This is an archival dump of old wiki content --- see scipy.org for current material

The weave package allows the inclusion of C/C++ within Python code and is useful in accelerating Python code.

svn co http://svn.scipy.org/svn/scipy/trunk/scipy/weave weave
cd weave
sudo python setup.py install

If you have scipy installed, weave includes several examples here:

site-packages/scipy/weave/examples

And the above tutorial is on your installation also:

site-packages/scipy/weave/doc

To find where your site-packages directory holding scipy is, run this python command in a terminal:

python -c "from scipy import weave; print weave.__path__"

some random notes

when is code compiled

a) Is it possible to distribute modules using weave to other people who might NOT have a C compiler installed ? b) when I (or someone who does not have a C compiler !) change parts of that module that should not require a recompiling of the C part - is weave smart enough to recognise this ?

> It's my understanding that a re-compile is triggered by a mismatch to a 
> MD5 generated on the C string that is to be compiled and the cached MD5 
> for the expression.  This would mean that only changes to that string 
> would force a re-compile.  However, even formatting changes (even to 
> whitespace) in the C string force a recompile.

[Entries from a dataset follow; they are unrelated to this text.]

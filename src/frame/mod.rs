use std::fmt;

mod data;
mod go_away;
mod headers;
mod ping;
mod priority;
mod reason;
mod reset;
mod settings;
mod stream_id;
mod util;
mod window_update;

pub use self::data::Data;
pub use self::go_away::GoAway;
pub use self::headers::{
    check_fields, is_connection_level, sanitize_fields, Headers, HeadersFlag, Pseudo, PushPromise,
};
pub use self::ping::{Ping, Payload as PingPayload};
pub use self::priority::{Priority, StreamDependency, DEFAULT_WEIGHT};
pub use self::reason::Reason;
pub use self::reset::Reset;
pub use self::settings::Settings;
pub use self::settings::SettingId;
pub use self::stream_id::{StreamId, StreamIdOverflow};
pub use self::window_update::WindowUpdate;

pub use self::settings::{
    DEFAULT_INITIAL_WINDOW_SIZE, DEFAULT_MAX_FRAME_SIZE, DEFAULT_SETTINGS_HEADER_TABLE_SIZE,
    MAX_INITIAL_WINDOW_SIZE, MAX_MAX_FRAME_SIZE,
};

/// A decoded HTTP/2 frame, as produced and consumed by the external
/// codec collaborator.
#[derive(Eq, PartialEq, Clone)]
pub enum Frame {
    Data(Data),
    Headers(Headers),
    Priority(Priority),
    PushPromise(PushPromise),
    Settings(Settings),
    Ping(Ping),
    GoAway(GoAway),
    WindowUpdate(WindowUpdate),
    Reset(Reset),
}

/// Frame discriminants, used to key state-machine transitions.
#[derive(Debug, Clone, Copy, PartialEq, Eq)]
pub enum Kind {
    Data,
    Headers,
    Priority,
    Reset,
    Settings,
    PushPromise,
    Ping,
    GoAway,
    WindowUpdate,
}

impl Frame {
    pub fn kind(&self) -> Kind {
        use self::Frame::*;

        match *self {
            Data(..) => Kind::Data,
            Headers(..) => Kind::Headers,
            Priority(..) => Kind::Priority,
            PushPromise(..) => Kind::PushPromise,
            Settings(..) => Kind::Settings,
            Ping(..) => Kind::Ping,
            GoAway(..) => Kind::GoAway,
            WindowUpdate(..) => Kind::WindowUpdate,
            Reset(..) => Kind::Reset,
        }
    }

    pub fn stream_id(&self) -> StreamId {
        use self::Frame::*;

        match *self {
            Data(ref frame) => frame.stream_id(),
            Headers(ref frame) => frame.stream_id(),
            Priority(ref frame) => frame.stream_id(),
            PushPromise(ref frame) => frame.stream_id(),
            Settings(..) | Ping(..) | GoAway(..) => StreamId::ZERO,
            WindowUpdate(ref frame) => frame.stream_id(),
            Reset(ref frame) => frame.stream_id(),
        }
    }

    pub fn is_end_stream(&self) -> bool {
        use self::Frame::*;

        match *self {
            Data(ref frame) => frame.is_end_stream(),
            Headers(ref frame) => frame.is_end_stream(),
            _ => false,
        }
    }
}

impl fmt::Debug for Frame {
    fn fmt(&self, fmt: &mut fmt::Formatter) -> fmt::Result {
        use self::Frame::*;

        match *self {
            Data(ref frame) => fmt::Debug::fmt(frame, fmt),
            Headers(ref frame) => fmt::Debug::fmt(frame, fmt),
            Priority(ref frame) => fmt::Debug::fmt(frame, fmt),
            PushPromise(ref frame) => fmt::Debug::fmt(frame, fmt),
            Settings(ref frame) => fmt::Debug::fmt(frame, fmt),
            Ping(ref frame) => fmt::Debug::fmt(frame, fmt),
            GoAway(ref frame) => fmt::Debug::fmt(frame, fmt),
            WindowUpdate(ref frame) => fmt::Debug::fmt(frame, fmt),
            Reset(ref frame) => fmt::Debug::fmt(frame, fmt),
        }
    }
}

impl fmt::Display for Kind {
    fn fmt(&self, fmt: &mut fmt::Formatter) -> fmt::Result {
        fmt.write_str(match *self {
            Kind::Data => "DATA",
            Kind::Headers => "HEADERS",
            Kind::Priority => "PRIORITY",
            Kind::Reset => "RST_STREAM",
            Kind::Settings => "SETTINGS",
            Kind::PushPromise => "PUSH_PROMISE",
            Kind::Ping => "PING",
            Kind::GoAway => "GOAWAY",
            Kind::WindowUpdate => "WINDOW_UPDATE",
        })
    }
}

/// Errors caused by semantically invalid frame contents.
#[derive(Debug, Clone, PartialEq, Eq)]
pub enum Error {
    InvalidSettingValue,

    InvalidWindowUpdateValue,

    InvalidPayloadLength,

    InvalidStreamId,

    MalformedMessage,

    InvalidDependencyId,
}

> The types of the inputs are also taken into account.

> And (to be pedantic :) ) the version the numpy API.

how to distribute code to people w/o a C compiler

You can make weave generate an extension module of your choosing.
Look at examples/fibonacci.py which builds a
fibonacci_ext.cpp/fibonacci_ext.so pair in the current directory.

Weave and Numpy array arguments

>> if I pass a numpy array 'arr' as argument
>> a) how does the C code get arr.ndim ?
>> b) how does the C code get arr.shape[0],... ?
>> c) if the C code changes elements of arr, are those changes *on the
>> original data* ?

Yes.

>> In other words, is weave.inline making a copy of arr ?

No.

>> I searched through
>> http://projects.scipy.org/scipy/scipy/browser/trunk/scipy/weave/doc/tutorial.
>> html?format=raw but did not find a definite answer. From
>> the 'array3d.py' example in weave in looks like Narr would contain the
>> shape !?

Yes. Specifically:

arr_array is the actual PyArrayObject* corresponding to the Python object.

Narr = arr_array->dimensions
Sarr = arr_array->strides
Darr = arr_array->nd
arr = arr_array->data

> > Oh, and I forgot: How about non-contiguous arrays !?

Passed straight on through, just like contiguous arrays.

>> In the case that these are handled - does that slow things down for proper 
>> aligned arrays,  too !?

You will have to take the strides into account in your code.